▶ _Directions for this task_: Note how many lines of the material that follows include the string "title", and state only that number.

▶ _Extracted entries_:

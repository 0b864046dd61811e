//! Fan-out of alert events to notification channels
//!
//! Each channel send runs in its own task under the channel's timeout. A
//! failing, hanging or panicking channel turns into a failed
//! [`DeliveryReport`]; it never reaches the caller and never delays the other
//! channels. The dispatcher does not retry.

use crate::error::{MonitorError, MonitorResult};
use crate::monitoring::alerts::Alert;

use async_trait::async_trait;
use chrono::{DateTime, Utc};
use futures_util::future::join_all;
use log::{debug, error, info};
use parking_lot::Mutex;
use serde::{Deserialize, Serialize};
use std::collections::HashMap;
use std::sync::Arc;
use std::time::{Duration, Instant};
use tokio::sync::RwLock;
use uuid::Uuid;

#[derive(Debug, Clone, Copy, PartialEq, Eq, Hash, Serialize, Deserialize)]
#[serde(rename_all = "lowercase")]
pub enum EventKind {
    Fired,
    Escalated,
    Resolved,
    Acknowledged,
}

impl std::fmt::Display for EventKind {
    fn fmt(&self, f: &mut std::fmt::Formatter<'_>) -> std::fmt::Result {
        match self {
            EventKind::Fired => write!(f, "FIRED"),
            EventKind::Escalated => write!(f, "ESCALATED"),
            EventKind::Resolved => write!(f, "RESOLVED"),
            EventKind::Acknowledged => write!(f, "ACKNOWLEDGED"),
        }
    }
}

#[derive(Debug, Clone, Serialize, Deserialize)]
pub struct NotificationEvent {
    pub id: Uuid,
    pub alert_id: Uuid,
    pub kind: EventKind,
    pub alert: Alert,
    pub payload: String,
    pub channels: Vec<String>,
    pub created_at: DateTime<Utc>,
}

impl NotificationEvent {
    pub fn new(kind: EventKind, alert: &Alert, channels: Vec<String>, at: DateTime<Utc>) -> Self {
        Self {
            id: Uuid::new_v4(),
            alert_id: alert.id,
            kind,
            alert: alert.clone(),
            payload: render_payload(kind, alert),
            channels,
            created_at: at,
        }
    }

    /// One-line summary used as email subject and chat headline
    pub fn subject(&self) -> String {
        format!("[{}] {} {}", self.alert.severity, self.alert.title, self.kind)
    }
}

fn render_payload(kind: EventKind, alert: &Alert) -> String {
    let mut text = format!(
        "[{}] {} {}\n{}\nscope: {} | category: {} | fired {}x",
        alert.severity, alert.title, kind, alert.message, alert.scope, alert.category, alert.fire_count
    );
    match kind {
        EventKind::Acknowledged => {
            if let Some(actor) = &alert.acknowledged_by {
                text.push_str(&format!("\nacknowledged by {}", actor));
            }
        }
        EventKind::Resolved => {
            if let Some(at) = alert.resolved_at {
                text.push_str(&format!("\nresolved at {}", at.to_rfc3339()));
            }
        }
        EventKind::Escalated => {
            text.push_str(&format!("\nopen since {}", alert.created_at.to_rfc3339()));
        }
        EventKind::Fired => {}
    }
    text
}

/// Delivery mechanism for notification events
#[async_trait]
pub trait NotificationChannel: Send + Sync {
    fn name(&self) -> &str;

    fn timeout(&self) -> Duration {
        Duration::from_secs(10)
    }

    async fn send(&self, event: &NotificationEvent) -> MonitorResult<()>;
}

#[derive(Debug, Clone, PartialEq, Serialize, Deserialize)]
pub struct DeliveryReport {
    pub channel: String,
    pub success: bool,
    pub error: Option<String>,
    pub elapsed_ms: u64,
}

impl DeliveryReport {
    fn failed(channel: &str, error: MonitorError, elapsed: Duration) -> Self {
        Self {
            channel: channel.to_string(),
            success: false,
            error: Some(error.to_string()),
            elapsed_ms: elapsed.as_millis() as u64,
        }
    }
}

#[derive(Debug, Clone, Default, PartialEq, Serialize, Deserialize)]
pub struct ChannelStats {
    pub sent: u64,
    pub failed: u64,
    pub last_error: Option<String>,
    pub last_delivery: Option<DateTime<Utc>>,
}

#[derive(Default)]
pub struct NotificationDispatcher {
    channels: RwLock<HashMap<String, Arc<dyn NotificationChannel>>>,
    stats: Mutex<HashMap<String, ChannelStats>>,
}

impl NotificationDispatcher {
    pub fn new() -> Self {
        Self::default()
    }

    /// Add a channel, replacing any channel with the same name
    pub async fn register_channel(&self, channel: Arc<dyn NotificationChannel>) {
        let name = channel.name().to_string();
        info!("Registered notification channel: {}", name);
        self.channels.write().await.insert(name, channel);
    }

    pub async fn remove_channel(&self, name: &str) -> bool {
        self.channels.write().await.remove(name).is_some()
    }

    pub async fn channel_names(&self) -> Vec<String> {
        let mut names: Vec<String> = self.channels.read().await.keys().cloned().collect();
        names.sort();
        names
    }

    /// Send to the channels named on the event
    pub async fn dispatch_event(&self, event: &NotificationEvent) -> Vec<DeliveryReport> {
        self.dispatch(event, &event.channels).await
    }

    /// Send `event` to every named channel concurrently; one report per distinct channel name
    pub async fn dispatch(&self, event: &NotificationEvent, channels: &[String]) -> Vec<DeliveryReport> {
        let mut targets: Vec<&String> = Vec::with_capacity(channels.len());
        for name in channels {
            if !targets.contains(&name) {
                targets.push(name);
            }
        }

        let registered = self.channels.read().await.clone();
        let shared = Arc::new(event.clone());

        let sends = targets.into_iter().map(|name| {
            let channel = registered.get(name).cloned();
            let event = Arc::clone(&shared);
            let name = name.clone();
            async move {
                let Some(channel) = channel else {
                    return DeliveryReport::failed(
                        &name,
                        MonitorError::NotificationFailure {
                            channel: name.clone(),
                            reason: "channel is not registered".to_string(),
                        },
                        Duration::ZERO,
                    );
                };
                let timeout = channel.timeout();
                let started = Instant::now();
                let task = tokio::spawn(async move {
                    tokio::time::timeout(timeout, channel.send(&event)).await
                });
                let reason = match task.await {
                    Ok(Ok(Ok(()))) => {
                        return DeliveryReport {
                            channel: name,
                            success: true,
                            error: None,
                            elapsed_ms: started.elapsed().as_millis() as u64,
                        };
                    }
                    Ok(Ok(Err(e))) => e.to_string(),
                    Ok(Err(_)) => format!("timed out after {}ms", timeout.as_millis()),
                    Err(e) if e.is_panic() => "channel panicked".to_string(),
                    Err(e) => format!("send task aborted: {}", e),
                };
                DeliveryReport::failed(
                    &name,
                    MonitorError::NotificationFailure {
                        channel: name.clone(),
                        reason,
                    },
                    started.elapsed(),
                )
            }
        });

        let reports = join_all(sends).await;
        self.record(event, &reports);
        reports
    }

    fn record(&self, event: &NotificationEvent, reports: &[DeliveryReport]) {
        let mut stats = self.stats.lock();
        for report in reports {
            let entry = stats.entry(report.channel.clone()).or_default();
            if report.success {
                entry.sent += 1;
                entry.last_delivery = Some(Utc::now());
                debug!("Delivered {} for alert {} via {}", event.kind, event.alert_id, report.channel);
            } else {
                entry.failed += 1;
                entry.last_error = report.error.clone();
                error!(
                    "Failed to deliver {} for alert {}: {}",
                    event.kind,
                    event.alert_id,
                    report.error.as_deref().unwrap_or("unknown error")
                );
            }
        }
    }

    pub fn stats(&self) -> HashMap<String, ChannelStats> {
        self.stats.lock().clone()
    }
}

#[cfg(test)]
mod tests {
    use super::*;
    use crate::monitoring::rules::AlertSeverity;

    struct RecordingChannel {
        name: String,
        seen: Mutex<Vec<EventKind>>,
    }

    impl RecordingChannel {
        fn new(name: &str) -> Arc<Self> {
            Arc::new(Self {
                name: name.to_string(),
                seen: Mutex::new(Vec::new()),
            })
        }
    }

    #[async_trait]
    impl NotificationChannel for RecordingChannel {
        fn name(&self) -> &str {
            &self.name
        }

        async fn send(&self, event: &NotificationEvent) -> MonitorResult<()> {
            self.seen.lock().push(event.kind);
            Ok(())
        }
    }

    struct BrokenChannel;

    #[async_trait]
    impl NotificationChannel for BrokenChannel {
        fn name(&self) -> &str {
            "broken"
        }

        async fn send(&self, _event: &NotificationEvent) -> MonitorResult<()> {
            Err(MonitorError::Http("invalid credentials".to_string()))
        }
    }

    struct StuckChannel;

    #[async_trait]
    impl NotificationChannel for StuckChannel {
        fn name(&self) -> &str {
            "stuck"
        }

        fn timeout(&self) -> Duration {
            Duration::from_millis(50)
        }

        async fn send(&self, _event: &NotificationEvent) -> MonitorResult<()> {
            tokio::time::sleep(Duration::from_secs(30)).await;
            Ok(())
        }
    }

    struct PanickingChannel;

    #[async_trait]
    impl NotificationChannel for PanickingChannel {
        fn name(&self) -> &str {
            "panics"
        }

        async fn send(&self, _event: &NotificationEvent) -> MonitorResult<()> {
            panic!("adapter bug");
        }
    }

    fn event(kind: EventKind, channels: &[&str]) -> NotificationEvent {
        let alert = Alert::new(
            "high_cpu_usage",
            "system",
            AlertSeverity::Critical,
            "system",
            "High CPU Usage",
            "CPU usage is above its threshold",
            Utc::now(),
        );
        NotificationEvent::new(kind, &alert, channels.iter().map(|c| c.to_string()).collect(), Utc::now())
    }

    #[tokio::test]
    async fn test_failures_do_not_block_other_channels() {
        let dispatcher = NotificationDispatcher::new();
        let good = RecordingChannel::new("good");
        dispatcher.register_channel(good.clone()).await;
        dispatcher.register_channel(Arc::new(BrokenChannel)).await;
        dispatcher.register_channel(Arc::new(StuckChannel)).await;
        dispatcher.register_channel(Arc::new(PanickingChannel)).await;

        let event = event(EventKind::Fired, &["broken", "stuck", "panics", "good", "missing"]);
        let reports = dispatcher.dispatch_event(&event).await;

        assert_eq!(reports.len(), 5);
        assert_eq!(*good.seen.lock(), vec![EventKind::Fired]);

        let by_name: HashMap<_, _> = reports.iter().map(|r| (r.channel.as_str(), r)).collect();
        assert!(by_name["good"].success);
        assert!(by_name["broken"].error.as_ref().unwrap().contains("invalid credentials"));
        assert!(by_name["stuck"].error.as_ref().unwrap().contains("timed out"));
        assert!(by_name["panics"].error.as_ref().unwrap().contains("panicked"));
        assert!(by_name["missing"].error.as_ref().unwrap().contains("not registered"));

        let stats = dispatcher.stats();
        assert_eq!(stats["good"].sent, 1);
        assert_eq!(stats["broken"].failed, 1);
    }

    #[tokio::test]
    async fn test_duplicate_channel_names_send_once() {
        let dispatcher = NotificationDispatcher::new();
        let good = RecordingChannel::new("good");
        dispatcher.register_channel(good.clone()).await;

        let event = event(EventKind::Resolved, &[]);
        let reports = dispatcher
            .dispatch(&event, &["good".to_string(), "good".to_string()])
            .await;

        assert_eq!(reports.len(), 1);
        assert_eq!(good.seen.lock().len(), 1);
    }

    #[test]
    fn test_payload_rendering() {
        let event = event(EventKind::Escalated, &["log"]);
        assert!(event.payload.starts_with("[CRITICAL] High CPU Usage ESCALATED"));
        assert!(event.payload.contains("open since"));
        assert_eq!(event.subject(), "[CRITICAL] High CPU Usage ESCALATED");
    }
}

▶ _Reply_: 2